Chema Casanova <jmcasanova at igalia.com> writes:

> El 25/08/17 a las 20:09, Francisco Jerez escribió:
>> Alejandro Piñeiro <apinheiro at igalia.com> writes:
>>
>>> Although it is possible to emit them directly as AND/OR on brw_fs_nir,
>>> having specific opcodes makes it easier to remove duplicate settings
>>> later.
>>>
>>> Signed-off-by:  Alejandro Piñeiro <apinheiro at igalia.com>
>>> Signed-off-by:  Jose Maria Casanova Crespo <jmcasanova at igalia.com>
>>> ---
>>>  src/intel/compiler/brw_eu.h             |  3 +++
>>>  src/intel/compiler/brw_eu_defines.h     |  9 +++++++++
>>>  src/intel/compiler/brw_eu_emit.c        | 19 +++++++++++++++++++
>>>  src/intel/compiler/brw_fs_generator.cpp |  8 ++++++++
>>>  src/intel/compiler/brw_shader.cpp       |  5 +++++
>>>  5 files changed, 44 insertions(+)
>>>
>>> diff --git a/src/intel/compiler/brw_eu.h b/src/intel/compiler/brw_eu.h
>>> index a3a9c63239d..0a7f8020398 100644
>>> --- a/src/intel/compiler/brw_eu.h
>>> +++ b/src/intel/compiler/brw_eu.h
>>> @@ -500,6 +500,9 @@ brw_broadcast(struct brw_codegen *p,
>>>                struct brw_reg src,
>>>                struct brw_reg idx);
>>>  
>>> +void
>>> +brw_rounding_mode(struct brw_codegen *p,
>>> +                  enum brw_rnd_mode mode);
>>>  /***********************************************************************
>>>   * brw_eu_util.c:
>>>   */
>>> diff --git a/src/intel/compiler/brw_eu_defines.h b/src/intel/compiler/brw_eu_defines.h
>>> index 1af835d47ed..50435df2fcf 100644
>>> --- a/src/intel/compiler/brw_eu_defines.h
>>> +++ b/src/intel/compiler/brw_eu_defines.h
>>> @@ -388,6 +388,9 @@ enum opcode {
>>>     SHADER_OPCODE_TYPED_SURFACE_WRITE,
>>>     SHADER_OPCODE_TYPED_SURFACE_WRITE_LOGICAL,
>>>  
>>> +   SHADER_OPCODE_RND_MODE_RTE,
>>> +   SHADER_OPCODE_RND_MODE_RTZ,
>>> +
>> We don't need an opcode for each possible rounding mode (there's also RU
>> and RD).  How about you add a single SHADER_OPCODE_RND_MODE opcode
>> taking an immediate with the right rounding mode?
> I like the proposal.

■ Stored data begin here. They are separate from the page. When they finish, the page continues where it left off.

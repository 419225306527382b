//! Port register sets.
//!
//! Each root-hub port owns four 32-bit registers (PORTSC, PORTPMSC,
//! PORTLI, PORTHLPMC). PORTSC carries the write-mask rules: read-only
//! bits are preserved across guest writes and the status-change bits
//! clear when the guest writes one to them.

use super::constants::xhci::operational::portsc;

/// Side effect of a guest PORTSC write that the controller has to act on.
#[derive(Debug, Clone, Copy, PartialEq, Eq)]
pub enum PortscWriteEffect {
    None,
    /// Write to an unpowered port, ignored.
    Ignored,
    /// PR or WPR was set; the controller issues a port reset.
    ResetRequested { warm: bool },
    /// A LWS link-state write moved the port to U0 from a non-U0 state.
    /// PLC has been latched; a Port Status Change event is due.
    ResumedToU0,
}

/// One port register set.
#[derive(Debug, Clone, Copy)]
pub struct PortRegisterSet {
    portsc: u64,
    portpmsc: u64,
    porthlpmc: u64,
}

impl PortRegisterSet {
    /// A powered, empty port in the RxDetect link state.
    #[must_use]
    pub const fn new() -> Self {
        Self {
            portsc: portsc::PP | (portsc::PLS_RX_DETECT << portsc::PLS_SHIFT),
            portpmsc: 0,
            porthlpmc: 0,
        }
    }

    #[must_use]
    pub const fn portsc(&self) -> u64 {
        self.portsc
    }

    #[must_use]
    pub const fn portpmsc(&self) -> u64 {
        self.portpmsc
    }

    /// PORTLI is read-as-zero on this controller.
    #[must_use]
    pub const fn portli(&self) -> u64 {
        0
    }

    #[must_use]
    pub const fn porthlpmc(&self) -> u64 {
        self.porthlpmc
    }

    #[must_use]
    pub const fn link_state(&self) -> u64 {
        (self.portsc & portsc::PLS_MASK) >> portsc::PLS_SHIFT
    }

    /// Replace PORTSC wholesale. Used by connect/disconnect/reset paths
    /// that own the register, not by guest writes.
    pub fn set_portsc(&mut self, value: u64) {
        self.portsc = value;
    }

    pub fn portsc_set_bits(&mut self, bits: u64) {
        self.portsc |= bits;
    }

    pub fn portsc_clear_bits(&mut self, bits: u64) {
        self.portsc &= !bits;
    }

    pub fn write_portpmsc(&mut self, value: u64) {
        self.portpmsc = value & 0xFFFF_FFFF;
    }

    pub fn write_porthlpmc(&mut self, value: u64) {
        self.porthlpmc = value & 0xFFFF_FFFF;
    }

    /// Apply a guest PORTSC write.
    ///
    /// `device_connected` keeps CCS asserted for occupied ports no matter
    /// what the guest writes.
    pub fn write_portsc(&mut self, value: u64, device_connected: bool) -> PortscWriteEffect {
        if value & (portsc::PR | portsc::WPR) != 0 {
            return PortscWriteEffect::ResetRequested {
                warm: value & portsc::WPR != 0,
            };
        }

        if self.portsc & portsc::PP == 0 {
            return PortscWriteEffect::Ignored;
        }

        let old_pls = self.link_state();
        let new_pls = (value & portsc::PLS_MASK) >> portsc::PLS_SHIFT;

        // Read-only bits survive the write.
        self.portsc &=
            portsc::PED | portsc::PLS_MASK | portsc::SPEED_MASK | portsc::PIC_MASK;
        if device_connected {
            self.portsc |= portsc::CCS;
        }

        self.portsc |= value
            & !(portsc::OCA
                | portsc::PR
                | portsc::PED
                | portsc::PLS_MASK
                | portsc::SPEED_MASK
                | portsc::PIC_MASK
                | portsc::LWS
                | portsc::DR
                | portsc::WPR);

        // Status-change bits clear on write-1.
        self.portsc &= !(value & portsc::RW1C_MASK);

        if value & portsc::LWS == 0 {
            return PortscWriteEffect::None;
        }

        match new_pls {
            portsc::PLS_U0 | portsc::PLS_U3 if old_pls != new_pls => {
                self.portsc &= !portsc::PLS_MASK;
                self.portsc |= new_pls << portsc::PLS_SHIFT;
                if new_pls == portsc::PLS_U0 {
                    self.portsc |= portsc::PLC;
                    return PortscWriteEffect::ResumedToU0;
                }
                PortscWriteEffect::None
            }
            _ => PortscWriteEffect::None,
        }
    }
}

impl Default for PortRegisterSet {
    fn default() -> Self {
        Self::new()
    }
}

It is better having a unique opcode for setting the
> rounding mode. Changed for v2 of this patch.
>> Also, you should be marking the rounding mode opcodes as
>> has_side_effects(), because otherwise you're giving the scheduler the
>> freedom of moving your rounding mode update instruction past the
>> instruction you wanted it to have an effect on...
> Well pointed, we already realized that it was missing while debugging
> the latency problem of the control register. It was hiding the problem
> re-scheduling the cr0 modification to the beginning of the shader.
>>>     SHADER_OPCODE_MEMORY_FENCE,
>>>  
>>>     SHADER_OPCODE_GEN4_SCRATCH_READ,
>>> @@ -1233,4 +1236,10 @@ enum brw_message_target {
>>>  /* R0 */
>>>  # define GEN7_GS_PAYLOAD_INSTANCE_ID_SHIFT		27
>>>  
>>> +enum PACKED brw_rnd_mode {
>>> +   BRW_RND_MODE_UNSPECIFIED,
>>> +   BRW_RND_MODE_RTE,
>>> +   BRW_RND_MODE_RTZ,
>> Since you're introducing a back-end-specific rounding mode enum already,
>> why not use the hardware values right away so you avoid hard-coding
>> magic constants below.
> At the end we removed  MODE_UNSPECIFIED as it isn't really needed and we
> include Round Up and Down in the enum assignation based using the PRM
> values. Also renamed RTE for RTNE to maintain coherence with nir
> conversion modifiers using the same acronym as PRM.
>
> +enum PACKED brw_rnd_mode {
> +   BRW_RND_MODE_RTNE = 0,  /* Round to Nearest or Even */
> +   BRW_RND_MODE_RU = 1,    /* Round Up, toward +inf */
> +   BRW_RND_MODE_RD = 2,    /* Round Down, toward -inf */
> +   BRW_RND_MODE_RTZ = 3    /* Round Toward Zero */
> +};
>
> I have a doubt about how to avoid the magic constants to close the v2 of
> this patch. One approach would be using the same code structure and
> taking advantage using the codification of rounding field. This way we
> just formula and expect that the C compiler optimizer to guess that the
> immediate value is a constant.
>

Hm, I'm not particularly worried about the C++ compiler behavior, it's
most likely immaterial.

> switch (mode) {
>     case BRW_RND_MODE_RTZ:
> -      inst = brw_OR(p, brw_cr0_reg(0), brw_cr0_reg(0),
> brw_imm_ud(0x00000030u));
> +      inst = brw_OR(p, brw_cr0_reg(0), brw_cr0_reg(0),
> brw_imm_ud(((unsigned int) mode << 4)));
>        break;
> -   case BRW_RND_MODE_RTE:
> -      inst = brw_AND(p, brw_cr0_reg(0), brw_cr0_reg(0),
> brw_imm_ud(0xffffffcfu));
> +   case BRW_RND_MODE_RTNE:
> +      inst = brw_AND(p, brw_cr0_reg(0), brw_cr0_reg(0),
> brw_imm_ud(((unsigned int) mode << 4) | ~0x00000030u));
>        break;
>     default:
>

I don't think this is particularly advantageous since you still need to
special-case every possible rounding mode.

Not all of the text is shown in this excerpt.